Again, each film in the collection shows a major formal development to match the increasingly melancholy tone and slow gathering of key collaborators. This can only be ascribed to Hou’s increasing confidence: Cute Girl and The Boys From Fengkuei are both shot by Chen Kun-Hou, yet the latter is clearly closer to Hou’s mature style. As Adrian Martin and Cristina Álvarez López in their video essays included in the extras, the visual difference between those two films is largely down to Hou telling his cinematographer to step further away from the action, creating a prototype of the Ozu-inspired style Hou still practices today.

All three films look sunny, colourful and attractive, particularly in these Blu-Ray transfers (the one for The Boys From Fengkuei is supervised by Martin Scorsese’s World Cinema Foundation).
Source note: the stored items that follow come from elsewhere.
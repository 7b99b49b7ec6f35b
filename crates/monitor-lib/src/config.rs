//! Monitor configuration
//!
//! An optional TOML file is layered under `FEDMON__*` environment variables,
//! e.g. `FEDMON__POLICY__MAX_AGE=72h` or `FEDMON__SCAN__VM_CONCURRENCY=4`.

use anyhow::{Context, Result};
use serde::{Deserialize, Serialize};
use std::path::Path;
use std::time::Duration;

use crate::directory::{DirectoryConfig, LdapDirectory};
use crate::gateway::{OpenStackCli, SiteEndpoint};
use crate::policy::PolicyConfig;
use crate::probe::ProbeConfig;

fn default_vo() -> String {
    "vo.access.egi.eu".to_string()
}

fn default_program() -> String {
    "openstack".to_string()
}

fn default_command_timeout() -> u64 {
    120
}

fn default_vm_concurrency() -> usize {
    8
}

fn default_site_concurrency() -> usize {
    4
}

#[derive(Debug, Clone, Serialize, Deserialize)]
pub struct GatewayConfig {
    /// Provider command-line client
    #[serde(default = "default_program")]
    pub program: String,
    #[serde(default = "default_command_timeout")]
    pub command_timeout_secs: u64,
}

impl Default for GatewayConfig {
    fn default() -> Self {
        Self {
            program: default_program(),
            command_timeout_secs: default_command_timeout(),
        }
    }
}

#[derive(Debug, Clone, Serialize, Deserialize)]
pub struct ScanConfig {
    /// VMs reconciled concurrently within one site
    #[serde(default = "default_vm_concurrency")]
    pub vm_concurrency: usize,
    /// Sites audited concurrently
    #[serde(default = "default_site_concurrency")]
    pub site_concurrency: usize,
}

impl Default for ScanConfig {
    fn default() -> Self {
        Self {
            vm_concurrency: default_vm_concurrency(),
            site_concurrency: default_site_concurrency(),
        }
    }
}

#[derive(Debug, Clone, Serialize, Deserialize)]
pub struct MonitorConfig {
    /// VO scanned when none is given explicitly
    #[serde(default = "default_vo")]
    pub vo: String,
    #[serde(default)]
    pub policy: PolicyConfig,
    #[serde(default)]
    pub probes: ProbeConfig,
    #[serde(default)]
    pub directory: DirectoryConfig,
    #[serde(default)]
    pub gateway: GatewayConfig,
    #[serde(default)]
    pub scan: ScanConfig,
    #[serde(default)]
    pub sites: Vec<SiteEndpoint>,
}

impl Default for MonitorConfig {
    fn default() -> Self {
        Self {
            vo: default_vo(),
            policy: PolicyConfig::default(),
            probes: ProbeConfig::default(),
            directory: DirectoryConfig::default(),
            gateway: GatewayConfig::default(),
            scan: ScanConfig::default(),
            sites: Vec::new(),
        }
    }
}

impl MonitorConfig {
    /// Load from an optional file plus the environment. A missing file is
    /// not an error.
    pub fn load(path: Option<&Path>) -> Result<Self> {
        let mut builder = config::Config::builder();
        if let Some(path) = path {
            builder = builder.add_source(config::File::from(path).required(false));
        }
        let config = builder
            .add_source(
                config::Environment::with_prefix("FEDMON")
                    .prefix_separator("__")
                    .separator("__"),
            )
            .build()
            .context("Failed to read monitor configuration")?;

        config
            .try_deserialize()
            .context("Invalid monitor configuration")
    }

    pub fn gateway(&self) -> OpenStackCli {
        OpenStackCli::new(
            self.gateway.program.clone(),
            Duration::from_secs(self.gateway.command_timeout_secs),
            self.sites.clone(),
        )
    }

    /// LDAP directory, when bind credentials are configured
    pub fn ldap_directory(&self) -> Option<LdapDirectory> {
        LdapDirectory::from_config(self.directory.clone())
    }
}

#[cfg(test)]
mod tests {
    use super::*;
    use crate::models::AgeUnit;
    use std::io::Write;

    #[test]
    fn test_defaults() {
        let config = MonitorConfig::default();
        assert_eq!(config.vo, "vo.access.egi.eu");
        assert_eq!(config.policy.max_age.value, 90);
        assert_eq!(config.gateway.command_timeout_secs, 120);
        assert_eq!(config.scan.vm_concurrency, 8);
        assert!(config.ldap_directory().is_none());
    }

    #[test]
    fn test_missing_file_uses_defaults() {
        let config = MonitorConfig::load(Some(Path::new("/nonexistent/fedmon.toml"))).unwrap();
        assert_eq!(config.scan.site_concurrency, 4);
        assert!(config.sites.is_empty());
    }

    #[test]
    fn test_load_toml_file() {
        let mut file = tempfile::Builder::new().suffix(".toml").tempfile().unwrap();
        write!(
            file,
            r#"
vo = "vo.example.eu"

[policy]
max_age = "72h"
min_ram_gib_per_core = 2.0

[probes]
check_ssh = true

[[sites]]
name = "IFCA-LCG2"
auth_url = "https://api.cloud.ifca.es:5000/v3/"

[[sites.projects]]
vo = "vo.example.eu"
project_id = "p-123"
"#
        )
        .unwrap();

        let config = MonitorConfig::load(Some(file.path())).unwrap();
        assert_eq!(config.vo, "vo.example.eu");
        assert_eq!(config.policy.max_age.unit, AgeUnit::Hours);
        assert_eq!(config.policy.min_ram_gib_per_core, 2.0);
        assert_eq!(config.policy.min_secgroups_per_instance, 3.0);
        assert!(config.probes.check_ssh);
        assert_eq!(config.sites[0].identity_provider, "egi.eu");
        assert_eq!(config.gateway().sites_for_vo("vo.example.eu"), vec!["IFCA-LCG2"]);
    }
}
They’re all affable viewing experiences; even Cute Girl, once the sometimes clumsy humour fades from the memory, leaves a pleasant aftertaste. It’s just that The Boys From Fengkuei feels like the start of something big. During the aforementioned scene where characters watch Rocco and His Brothers, Hou includes a flashback to an accident one of them had in his earlier life. He keeps the soundtrack of Visconti’s film going over the flashback, though, then cuts back to the cinema. It’s a truly haunting moment – distinctive, cine-literate, melancholy. The road to The Assassin starts here.